Thank you very much, Paul. That was really interesting. So if, does anyone have any questions?
I've just sent a little message out to everyone just to see if there were any questions, and you can head over to the question and answer box. We'll give you a couple of minutes, a little second just to add any questions into, into there, and we can, call will kindly answer them for us. Nothing's coming through yet, Paul, I think you might be.
Yeah, if anyone does think of any questions that, you know, I'm sure that my contact details are available or they can find them through the Edinburgh website and I'm happy to take questions by email if people would prefer. Oh, I've had one come through, so, . It's I think from John and says thank you for a really nice presentation.
Do you ever do, oh gosh, epididiectomy in RAMs? So it's, it's not actually a technique that I've, done even on bulls, . There's no reason why you couldn't.

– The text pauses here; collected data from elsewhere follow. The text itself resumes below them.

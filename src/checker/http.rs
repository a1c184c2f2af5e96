// src/checker/http.rs
// =============================================================================
// This module checks if external URLs are alive by making HTTP requests.
//
// Key functionality:
// - One GET request per link, no retries
// - The request is bounded by the configured timeout
// - The link is available when the status code is in the allowed set
// - Transport failures (DNS, refused, timeout, TLS, bad URL) mean unavailable
//
// The network sits behind the `Transport` trait so the checker can be tested
// without one. `HttpTransport` is the real implementation on top of reqwest.
//
// Rust concepts:
// - async/await: For concurrent network I/O
// - Traits: To swap the real HTTP client for a fake one in tests
// - thiserror: To give each failure category its own error variant
// =============================================================================

use async_trait::async_trait;
use reqwest::Client;
use std::collections::HashSet;
use std::time::Duration;
use thiserror::Error;
use tracing::debug;
use url::Url;

use super::orchestrator::ReportStream;

/// Settings shared by every external check.
#[derive(Debug, Clone)]
pub struct ValidatorConfig {
    /// Status codes that count as "available"
    pub allowed_statuses: HashSet<u16>,
    /// Per-request timeout
    pub timeout: Duration,
    /// Maximum number of checks in flight at once, `None` for no limit
    pub max_in_flight: Option<usize>,
    /// Where "Link unavailable" lines are printed
    pub report_to: ReportStream,
}

impl ValidatorConfig {
    pub fn new(allowed_statuses: impl IntoIterator<Item = u16>, timeout: Duration) -> Self {
        Self {
            allowed_statuses: allowed_statuses.into_iter().collect(),
            timeout,
            max_in_flight: None,
            report_to: ReportStream::default(),
        }
    }

    pub fn with_max_in_flight(mut self, max_in_flight: usize) -> Self {
        self.max_in_flight = Some(max_in_flight);
        self
    }

    pub fn with_report_to(mut self, report_to: ReportStream) -> Self {
        self.report_to = report_to;
        self
    }

    pub fn allows(&self, status: u16) -> bool {
        self.allowed_statuses.contains(&status)
    }
}

/// Why no status code could be obtained for a URL.
#[derive(Debug, Clone, PartialEq, Eq, Error)]
pub enum TransportError {
    #[error("request timed out")]
    Timeout,
    #[error("too many redirects")]
    TooManyRedirects,
    #[error("could not resolve hostname")]
    Dns,
    #[error("connection failed")]
    Connect,
    #[error("SSL certificate error")]
    Tls,
    #[error("invalid URL: {0}")]
    InvalidUrl(String),
    #[error("{0}")]
    Other(String),
}

// Categorizes the different ways a reqwest request can fail
impl From<reqwest::Error> for TransportError {
    fn from(error: reqwest::Error) -> Self {
        // Convert error to string once; the source chain carries the details
        let error_string = format!("{error:?}").to_lowercase();

        if error.is_timeout() {
            TransportError::Timeout
        } else if error.is_redirect() {
            TransportError::TooManyRedirects
        } else if error.is_connect() {
            if error_string.contains("dns") {
                TransportError::Dns
            } else {
                TransportError::Connect
            }
        } else if error_string.contains("certificate") || error_string.contains("ssl") {
            TransportError::Tls
        } else if error.is_builder() {
            TransportError::InvalidUrl(error.to_string())
        } else {
            TransportError::Other(error.to_string())
        }
    }
}

/// Something that can fetch a URL and report the response status.
#[async_trait]
pub trait Transport: Send + Sync {
    async fn status(&self, url: &str) -> Result<u16, TransportError>;
}

/// `Transport` over a shared reqwest client.
#[derive(Debug, Clone)]
pub struct HttpTransport {
    client: Client,
}

impl HttpTransport {
    // Creates the HTTP client every external check reuses (connection pooling)
    //
    // Redirects follow reqwest's default policy.
    pub fn new(config: &ValidatorConfig) -> anyhow::Result<Self> {
        let client = Client::builder()
            .timeout(config.timeout)
            .user_agent(concat!(env!("CARGO_PKG_NAME"), "/", env!("CARGO_PKG_VERSION")))
            .build()?;
        Ok(Self { client })
    }
}

#[async_trait]
impl Transport for HttpTransport {
    async fn status(&self, url: &str) -> Result<u16, TransportError> {
        let parsed = Url::parse(url).map_err(|e| TransportError::InvalidUrl(e.to_string()))?;

        let response = self.client.get(parsed).send().await?;
        let status = response.status().as_u16();

        // Drain the body so the pooled connection can be reused. The client
        // timeout covers this read too. The status is already known, so a body
        // that never completes does not change the outcome.
        if let Err(e) = response.bytes().await {
            debug!(url, status, error = %TransportError::from(e), "Response body not fully read");
        }
        Ok(status)
    }
}

// Checks a single external link
//
// Returns true only when a response arrived and its status is allowed.
pub async fn check_external(url: &str, transport: &dyn Transport, config: &ValidatorConfig) -> bool {
    debug!(url, "Check URL");

    match transport.status(url).await {
        Ok(status) => {
            let allowed = config.allows(status);
            debug!(url, status, allowed, "Success request for URL check");
            allowed
        }
        Err(e) => {
            debug!(url, error = %e, "Error while check URL");
            false
        }
    }
}

// -----------------------------------------------------------------------------
// BEGINNER NOTES:
//
// 1. Why #[async_trait]?
//    - We store the transport as `Arc<dyn Transport>` and call it from many
//      spawned tasks
//    - async_trait boxes the returned future so the trait stays object-safe
//      and the future is `Send`
//
// 2. Why GET and not HEAD?
//    - Plenty of servers answer HEAD with 405 or 404 while GET works
//    - The body is read and thrown away, never parsed or kept
//
// 3. Why HashSet<u16> for the allowed statuses?
//    - Only membership matters, order and duplicates don't
//    - contains() is O(1)
// -----------------------------------------------------------------------------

I just think with RAMs that actually the, the vasectomy is quite straightforward, particularly as I do it without sedation and just under local. And I find it quite a quick procedure to do a, a, a normal vasectomy. So it isn't something that I have done, but there's no reason why you couldn't do it.
Cool. Thank you very much. Well, we've had no other questions come through, so I would like to thank, thank you, Paul for a really interesting talk that I hope everyone who's attended this evening will be able to take, take some stuff away from the, from this, to be able to use in practise, especially with all the doses and everything being given and the, handouts as well.
So thank you very much, Paul, and thank you Phillip in the background for doing all of the technical stuff for us. And thank you everyone else again for attending this evening and I hope you have a lovely rest of the evening. Take care, bye.